**WHAT IS NEEDED:** Report every line of the entries that contains the word "remove".

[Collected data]
========================================================================

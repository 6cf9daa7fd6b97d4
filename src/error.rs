//! 引擎统一错误处理
//!
//! 除消息通道故障外，任何错误都不会中止引擎：DOM 瞬时错误在使用点被捕获、计数并跳过该元素，
//! 批处理循环逐元素捕获错误。消息错误返回给调用方，由调用方决定重试策略。

use std::collections::HashMap;
use std::fmt;

use thiserror::Error;

/// 引擎错误类型
#[derive(Error, Debug, Clone, PartialEq)]
pub enum EngineError {
    /// DOM 错误（节点已脱离文档、缺少必要结构）
    #[error("DOM error: {0}")]
    Dom(String),

    /// 配置错误
    #[error("configuration error: {0}")]
    Config(String),

    /// 解析错误
    #[error("parse error: {0}")]
    Parse(String),

    /// 外部消息层不可达
    #[error("messaging error: {0}")]
    Messaging(String),

    /// 序列化错误
    #[error("serialization error: {0}")]
    Serialization(String),

    /// 同一文档重复挂载引擎
    #[error("an engine is already attached to this document")]
    AlreadyAttached,

    /// 内部错误
    #[error("internal error: {0}")]
    Internal(String),
}

impl EngineError {
    /// 检查错误是否可重试
    pub fn is_retryable(&self) -> bool {
        match self {
            EngineError::Dom(_) => true,
            EngineError::Config(_) => false,
            EngineError::Parse(_) => false,
            // 消息错误交给调用方处理，引擎内部不重试
            EngineError::Messaging(_) => false,
            EngineError::Serialization(_) => false,
            EngineError::AlreadyAttached => false,
            EngineError::Internal(_) => false,
        }
    }

    /// 获取错误的严重程度
    pub fn severity(&self) -> ErrorSeverity {
        match self {
            EngineError::Dom(_) => ErrorSeverity::Info,
            EngineError::Config(_) => ErrorSeverity::Critical,
            EngineError::Parse(_) => ErrorSeverity::Error,
            EngineError::Messaging(_) => ErrorSeverity::Warning,
            EngineError::Serialization(_) => ErrorSeverity::Error,
            EngineError::AlreadyAttached => ErrorSeverity::Warning,
            EngineError::Internal(_) => ErrorSeverity::Critical,
        }
    }

    /// 获取错误类别
    pub fn category(&self) -> ErrorCategory {
        match self {
            EngineError::Dom(_) => ErrorCategory::Dom,
            EngineError::Config(_) => ErrorCategory::Configuration,
            EngineError::Parse(_) => ErrorCategory::Parsing,
            EngineError::Messaging(_) => ErrorCategory::Messaging,
            EngineError::Serialization(_) => ErrorCategory::Serialization,
            EngineError::AlreadyAttached => ErrorCategory::Lifecycle,
            EngineError::Internal(_) => ErrorCategory::Internal,
        }
    }

    /// 创建带上下文的错误
    pub fn with_context<T: fmt::Display>(self, context: T) -> Self {
        let wrap = |msg: String| format!("{} ({})", msg, context);
        match self {
            EngineError::Dom(msg) => EngineError::Dom(wrap(msg)),
            EngineError::Config(msg) => EngineError::Config(wrap(msg)),
            EngineError::Parse(msg) => EngineError::Parse(wrap(msg)),
            EngineError::Messaging(msg) => EngineError::Messaging(wrap(msg)),
            EngineError::Serialization(msg) => EngineError::Serialization(wrap(msg)),
            EngineError::Internal(msg) => EngineError::Internal(wrap(msg)),
            EngineError::AlreadyAttached => EngineError::AlreadyAttached,
        }
    }
}

/// 错误严重程度
#[derive(Debug, Clone, Copy, PartialEq, Eq, PartialOrd, Ord, Hash)]
pub enum ErrorSeverity {
    Info,
    Warning,
    Error,
    Critical,
}

/// 错误类别
#[derive(Debug, Clone, Copy, PartialEq, Eq, Hash)]
pub enum ErrorCategory {
    Dom,
    Configuration,
    Parsing,
    Messaging,
    Serialization,
    Lifecycle,
    Internal,
}

impl From<serde_json::Error> for EngineError {
    fn from(error: serde_json::Error) -> Self {
        if error.is_data() || error.is_syntax() || error.is_eof() {
            EngineError::Parse(error.to_string())
        } else {
            EngineError::Serialization(error.to_string())
        }
    }
}

impl From<toml::de::Error> for EngineError {
    fn from(error: toml::de::Error) -> Self {
        EngineError::Config(error.to_string())
    }
}

impl From<std::io::Error> for EngineError {
    fn from(error: std::io::Error) -> Self {
        EngineError::Internal(format!("I/O: {}", error))
    }
}

/// 引擎结果类型
pub type EngineResult<T> = Result<T, EngineError>;

/// 错误统计
#[derive(Debug, Default, Clone)]
pub struct ErrorStats {
    pub total_errors: u64,
    pub by_category: HashMap<ErrorCategory, u64>,
    pub by_severity: HashMap<ErrorSeverity, u64>,
    pub last_error: Option<String>,
}

impl ErrorStats {
    pub fn new() -> Self {
        Self::default()
    }

    /// 记录一个错误
    pub fn record(&mut self, error: &EngineError) {
        self.total_errors += 1;
        *self.by_category.entry(error.category()).or_insert(0) += 1;
        *self.by_severity.entry(error.severity()).or_insert(0) += 1;
        self.last_error = Some(error.to_string());
    }

    pub fn count(&self, category: ErrorCategory) -> u64 {
        self.by_category.get(&category).copied().unwrap_or(0)
    }

    pub fn reset(&mut self) {
        *self = Self::default();
    }
}

/// 错误处理辅助
pub mod helpers {
    use super::*;

    /// 节点已脱离文档
    pub fn detached(what: &str) -> EngineError {
        EngineError::Dom(format!("{} is detached from the document", what))
    }

    /// 按严重程度记录日志
    pub fn log_error(error: &EngineError) {
        match error.severity() {
            ErrorSeverity::Info => tracing::debug!("{}", error),
            ErrorSeverity::Warning => tracing::warn!("{}", error),
            ErrorSeverity::Error | ErrorSeverity::Critical => tracing::error!("{}", error),
        }
    }
}

#[cfg(test)]
mod tests {
    use super::*;

    #[test]
    fn test_error_classification() {
        let dom = EngineError::Dom("gone".to_string());
        assert!(dom.is_retryable());
        assert_eq!(dom.category(), ErrorCategory::Dom);
        assert_eq!(dom.severity(), ErrorSeverity::Info);

        let messaging = EngineError::Messaging("port closed".to_string());
        assert!(!messaging.is_retryable(), "消息错误不应在内部重试");
        assert_eq!(messaging.category(), ErrorCategory::Messaging);
    }

    #[test]
    fn test_with_context() {
        let error = EngineError::Config("bad value".to_string()).with_context("debounce_ms");
        assert_eq!(
            error.to_string(),
            "configuration error: bad value (debounce_ms)"
        );
        assert_eq!(
            EngineError::AlreadyAttached.with_context("x"),
            EngineError::AlreadyAttached
        );
    }

    #[test]
    fn test_error_stats() {
        let mut stats = ErrorStats::new();
        stats.record(&helpers::detached("span"));
        stats.record(&helpers::detached("p"));
        stats.record(&EngineError::Parse("eof".to_string()));

        assert_eq!(stats.total_errors, 3);
        assert_eq!(stats.count(ErrorCategory::Dom), 2);
        assert_eq!(stats.count(ErrorCategory::Parsing), 1);
        assert_eq!(stats.last_error.as_deref(), Some("parse error: eof"));

        stats.reset();
        assert_eq!(stats.total_errors, 0);
    }

    #[test]
    fn test_json_errors_become_parse_errors() {
        let err: EngineError = serde_json::from_str::<serde_json::Value>("{")
            .unwrap_err()
            .into();
        assert_eq!(err.category(), ErrorCategory::Parsing);
    }
}
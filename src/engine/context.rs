//! 页面级共享状态
//!
//! 变更管道、视口扫描和输入处理都通过 `PageContext` 访问文档、设置、缓存和统计。
//! 所有状态都只属于当前页面，重新加载页面即全部丢弃。

use std::rc::Rc;
use std::time::Duration;

use markup5ever_rcdom::Handle;

use super::site::{host_from_url, SiteProfile};
use super::stats::EngineStats;
use super::tagger::{self, StyleProfile};
use crate::config::{EngineOptions, Settings};
use crate::detection::{Language, LanguageCache, SignatureCache};
use crate::dom::{body_element, LayoutProbe, WeakNodeMap};
use crate::error::{helpers, EngineError, ErrorStats};

/// 已处理元素的记录
#[derive(Debug, Clone, Copy, PartialEq, Eq)]
pub struct ProcessedEntry {
    pub language: Language,
    /// 处理时文本的指纹
    pub fingerprint: blake3::Hash,
}

/// 元素 -> 上次处理结果（弱引用）
#[derive(Default)]
pub struct ProcessedSet {
    entries: WeakNodeMap<ProcessedEntry>,
}

impl ProcessedSet {
    pub fn new() -> Self {
        Self::default()
    }

    pub fn record(&mut self, element: &Handle, language: Language, text: &str) {
        self.entries.insert(
            element,
            ProcessedEntry {
                language,
                fingerprint: blake3::hash(text.as_bytes()),
            },
        );
    }

    pub fn get(&self, element: &Handle) -> Option<&ProcessedEntry> {
        self.entries.get(element)
    }

    /// 记录存在、文本未变且标记仍在
    pub fn is_fully_processed(&self, element: &Handle, text: &str) -> bool {
        let Some(entry) = self.entries.get(element) else {
            return false;
        };
        if entry.fingerprint != blake3::hash(text.as_bytes()) {
            return false;
        }
        match entry.language {
            Language::Unknown => !tagger::has_marker(element),
            language => tagger::marker_of(element) == Some(language),
        }
    }

    pub fn remove(&mut self, element: &Handle) {
        self.entries.remove(element);
    }

    /// 清理已释放元素的条目
    pub fn purge(&mut self) -> usize {
        self.entries.purge()
    }

    pub fn len(&self) -> usize {
        self.entries.len()
    }

    pub fn is_empty(&self) -> bool {
        self.entries.is_empty()
    }

    pub fn clear(&mut self) {
        self.entries.clear();
    }
}

/// 页面上下文
pub struct PageContext {
    pub document: Handle,
    pub page_url: String,
    pub host: String,
    pub site: SiteProfile,
    pub settings: Settings,
    pub options: EngineOptions,
    pub layout: Rc<dyn LayoutProbe>,
    pub languages: LanguageCache,
    pub signatures: SignatureCache,
    pub processed: ProcessedSet,
    pub stats: EngineStats,
    pub errors: ErrorStats,
    /// 引擎时钟
    pub now: Duration,
}

impl PageContext {
    pub fn new(
        document: Handle,
        page_url: &str,
        settings: Settings,
        options: EngineOptions,
        layout: Rc<dyn LayoutProbe>,
    ) -> Self {
        let host = host_from_url(page_url).unwrap_or_default();
        Self {
            document,
            page_url: page_url.to_string(),
            site: SiteProfile::for_host(&host),
            host,
            settings,
            languages: LanguageCache::new(options.language_cache_capacity),
            signatures: SignatureCache::new(options.signature_cache_capacity),
            options,
            layout,
            processed: ProcessedSet::new(),
            stats: EngineStats::default(),
            errors: ErrorStats::new(),
            now: Duration::ZERO,
        }
    }

    /// 引擎是否应在当前主机上工作
    pub fn is_active(&self) -> bool {
        self.settings.is_active_for(&self.host)
    }

    pub fn style_profile(&self) -> StyleProfile {
        StyleProfile::from_settings(&self.settings)
    }

    /// 扫描的根，没有 `<body>` 时退回整个文档
    pub fn root(&self) -> Handle {
        body_element(&self.document).unwrap_or_else(|| self.document.clone())
    }

    /// 页面地址变化后刷新主机和站点配置
    pub fn set_page_url(&mut self, page_url: &str) {
        self.page_url = page_url.to_string();
        self.host = host_from_url(page_url).unwrap_or_default();
        self.site = SiteProfile::for_host(&self.host);
    }

    /// 记录可恢复的错误并继续
    pub fn record_error(&mut self, error: &EngineError) {
        helpers::log_error(error);
        self.errors.record(error);
        self.stats.errors += 1;
    }
}
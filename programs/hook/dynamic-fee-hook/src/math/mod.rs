// Fixed-point math used by the fee engine and the JIT coordinator.
//
// Every division in the program goes through full_math so truncation
// direction and overflow handling live in one place.

pub mod full_math;
pub mod liquidity_amounts;
pub mod tick_math;
pub mod u256;

pub use full_math::*;
pub use u256::{U256, U512};
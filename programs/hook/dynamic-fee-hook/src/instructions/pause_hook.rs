// Pause Hook Instruction
//
// Emergency pause. Only the owner can pause.

use anchor_lang::prelude::*;

use crate::{constants::*, events::*, state::*};

#[derive(Accounts)]
pub struct PauseHook<'info> {
    pub owner: Signer<'info>,

    #[account(
        mut,
        seeds = [HOOK_CONFIG_SEED],
        bump = hook_config.bump,
    )]
    pub hook_config: Account<'info, HookConfig>,
}

impl<'info> PauseHook<'info> {
    pub fn pause(&mut self) -> Result<()> {
        self.hook_config.assert_is_owner(&self.owner.key())?;

        self.hook_config.pause()?;

        emit!(HookPaused {
            by: self.owner.key(),
        });
        msg!("Hook paused by {}", self.owner.key());

        Ok(())
    }
}
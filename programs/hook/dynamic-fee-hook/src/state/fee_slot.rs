// Pool Fee Slot
//
// The live LP fee the host swap path reads. The controller never keeps its
// own copy; it reads and writes the fee only through FeeManager.

use anchor_lang::prelude::*;

use crate::{constants::*, errors::*, interfaces::FeeManager};

#[account]
#[derive(InitSpace, Debug)]
pub struct PoolFeeSlot {
    pub pool: Pubkey,        // Host pool this fee applies to
    pub lp_fee: u32,         // Current LP fee (hundredths of a bip)
    pub bump: u8,            // PDA bump
}

impl FeeManager for PoolFeeSlot {
    fn lp_fee(&self, pool: &Pubkey) -> Result<u32> {
        require_keys_eq!(self.pool, *pool, HookError::InvalidPool);
        Ok(self.lp_fee)
    }

    fn update_dynamic_lp_fee(&mut self, pool: &Pubkey, fee: u32) -> Result<()> {
        require_keys_eq!(self.pool, *pool, HookError::InvalidPool);
        require!(fee <= MAX_FEE, HookError::InvalidFee);
        self.lp_fee = fee;
        Ok(())
    }
}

========================================================================

**PROBLEM SOLUTION:**
    pub fn remove(&mut self, element: &Handle) {
        self.entries.remove(element);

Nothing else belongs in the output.